| Assigned task |
Scan the entries below. List each line with "struct".

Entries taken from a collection
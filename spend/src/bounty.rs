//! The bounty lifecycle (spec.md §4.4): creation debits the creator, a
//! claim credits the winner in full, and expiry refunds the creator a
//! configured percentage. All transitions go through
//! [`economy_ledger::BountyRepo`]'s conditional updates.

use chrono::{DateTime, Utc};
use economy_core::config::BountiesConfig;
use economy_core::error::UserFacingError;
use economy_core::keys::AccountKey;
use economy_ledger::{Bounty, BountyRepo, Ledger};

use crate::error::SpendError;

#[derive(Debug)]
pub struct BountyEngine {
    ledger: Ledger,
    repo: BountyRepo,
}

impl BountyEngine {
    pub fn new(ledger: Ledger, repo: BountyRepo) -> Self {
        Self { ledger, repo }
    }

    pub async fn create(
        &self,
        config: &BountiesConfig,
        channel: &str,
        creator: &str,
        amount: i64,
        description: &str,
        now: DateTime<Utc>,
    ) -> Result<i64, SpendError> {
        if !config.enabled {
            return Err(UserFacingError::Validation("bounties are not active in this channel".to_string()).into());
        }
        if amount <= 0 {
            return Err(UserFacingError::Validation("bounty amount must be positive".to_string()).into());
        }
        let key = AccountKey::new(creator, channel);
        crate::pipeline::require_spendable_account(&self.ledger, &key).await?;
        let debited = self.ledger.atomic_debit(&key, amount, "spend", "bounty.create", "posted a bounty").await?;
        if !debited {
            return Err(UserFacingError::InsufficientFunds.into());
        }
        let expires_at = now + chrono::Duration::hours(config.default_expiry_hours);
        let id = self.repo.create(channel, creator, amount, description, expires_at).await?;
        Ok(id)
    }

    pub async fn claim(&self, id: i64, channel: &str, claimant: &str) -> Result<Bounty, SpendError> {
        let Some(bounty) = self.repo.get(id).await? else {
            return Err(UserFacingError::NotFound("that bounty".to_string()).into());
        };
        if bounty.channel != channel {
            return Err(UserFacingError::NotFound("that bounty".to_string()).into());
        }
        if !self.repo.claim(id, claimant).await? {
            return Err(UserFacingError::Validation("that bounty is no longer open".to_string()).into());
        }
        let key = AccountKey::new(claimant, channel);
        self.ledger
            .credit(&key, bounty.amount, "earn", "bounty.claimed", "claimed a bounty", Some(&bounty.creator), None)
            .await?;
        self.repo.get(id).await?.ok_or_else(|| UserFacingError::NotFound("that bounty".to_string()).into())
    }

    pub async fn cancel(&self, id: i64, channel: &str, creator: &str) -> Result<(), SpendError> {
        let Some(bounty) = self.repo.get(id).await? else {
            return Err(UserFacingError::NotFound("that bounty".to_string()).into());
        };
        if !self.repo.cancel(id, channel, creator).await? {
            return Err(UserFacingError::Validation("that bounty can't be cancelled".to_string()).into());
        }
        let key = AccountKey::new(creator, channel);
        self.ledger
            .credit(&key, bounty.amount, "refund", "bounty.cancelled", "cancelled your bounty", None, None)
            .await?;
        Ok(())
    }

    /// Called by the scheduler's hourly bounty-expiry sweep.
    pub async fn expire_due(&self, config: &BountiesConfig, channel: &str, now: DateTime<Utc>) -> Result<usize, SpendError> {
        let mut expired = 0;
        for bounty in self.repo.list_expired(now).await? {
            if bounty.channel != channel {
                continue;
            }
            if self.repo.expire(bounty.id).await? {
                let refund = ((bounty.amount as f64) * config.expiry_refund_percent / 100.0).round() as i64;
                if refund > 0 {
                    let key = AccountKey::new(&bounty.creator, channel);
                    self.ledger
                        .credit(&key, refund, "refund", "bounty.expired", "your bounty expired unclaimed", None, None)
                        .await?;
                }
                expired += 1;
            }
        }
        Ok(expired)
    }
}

---

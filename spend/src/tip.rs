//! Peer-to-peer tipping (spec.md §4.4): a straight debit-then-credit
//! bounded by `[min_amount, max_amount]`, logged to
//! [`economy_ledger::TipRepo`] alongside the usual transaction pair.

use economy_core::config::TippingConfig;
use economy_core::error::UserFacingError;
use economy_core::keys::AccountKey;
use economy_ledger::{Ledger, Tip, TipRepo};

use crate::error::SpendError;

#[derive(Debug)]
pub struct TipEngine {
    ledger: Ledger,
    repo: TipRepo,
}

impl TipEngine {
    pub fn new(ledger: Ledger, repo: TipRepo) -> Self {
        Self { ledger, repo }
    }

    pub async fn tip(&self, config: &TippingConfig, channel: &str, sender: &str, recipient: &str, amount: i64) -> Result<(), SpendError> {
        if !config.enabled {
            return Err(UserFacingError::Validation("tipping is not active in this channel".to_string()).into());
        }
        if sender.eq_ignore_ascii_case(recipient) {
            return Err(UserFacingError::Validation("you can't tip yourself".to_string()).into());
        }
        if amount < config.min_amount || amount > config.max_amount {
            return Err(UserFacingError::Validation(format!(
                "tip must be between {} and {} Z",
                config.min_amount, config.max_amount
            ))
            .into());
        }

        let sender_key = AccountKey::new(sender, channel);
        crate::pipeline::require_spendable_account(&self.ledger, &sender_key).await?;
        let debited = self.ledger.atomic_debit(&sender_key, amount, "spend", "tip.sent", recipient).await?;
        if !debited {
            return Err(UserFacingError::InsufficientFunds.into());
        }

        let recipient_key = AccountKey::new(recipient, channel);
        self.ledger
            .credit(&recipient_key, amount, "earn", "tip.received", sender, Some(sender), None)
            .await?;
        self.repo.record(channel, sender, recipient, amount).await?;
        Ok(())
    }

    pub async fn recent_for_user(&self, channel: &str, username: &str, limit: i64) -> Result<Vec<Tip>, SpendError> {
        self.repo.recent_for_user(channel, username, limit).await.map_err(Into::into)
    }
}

| Written response |
pub struct BountyEngine {
pub struct TipEngine {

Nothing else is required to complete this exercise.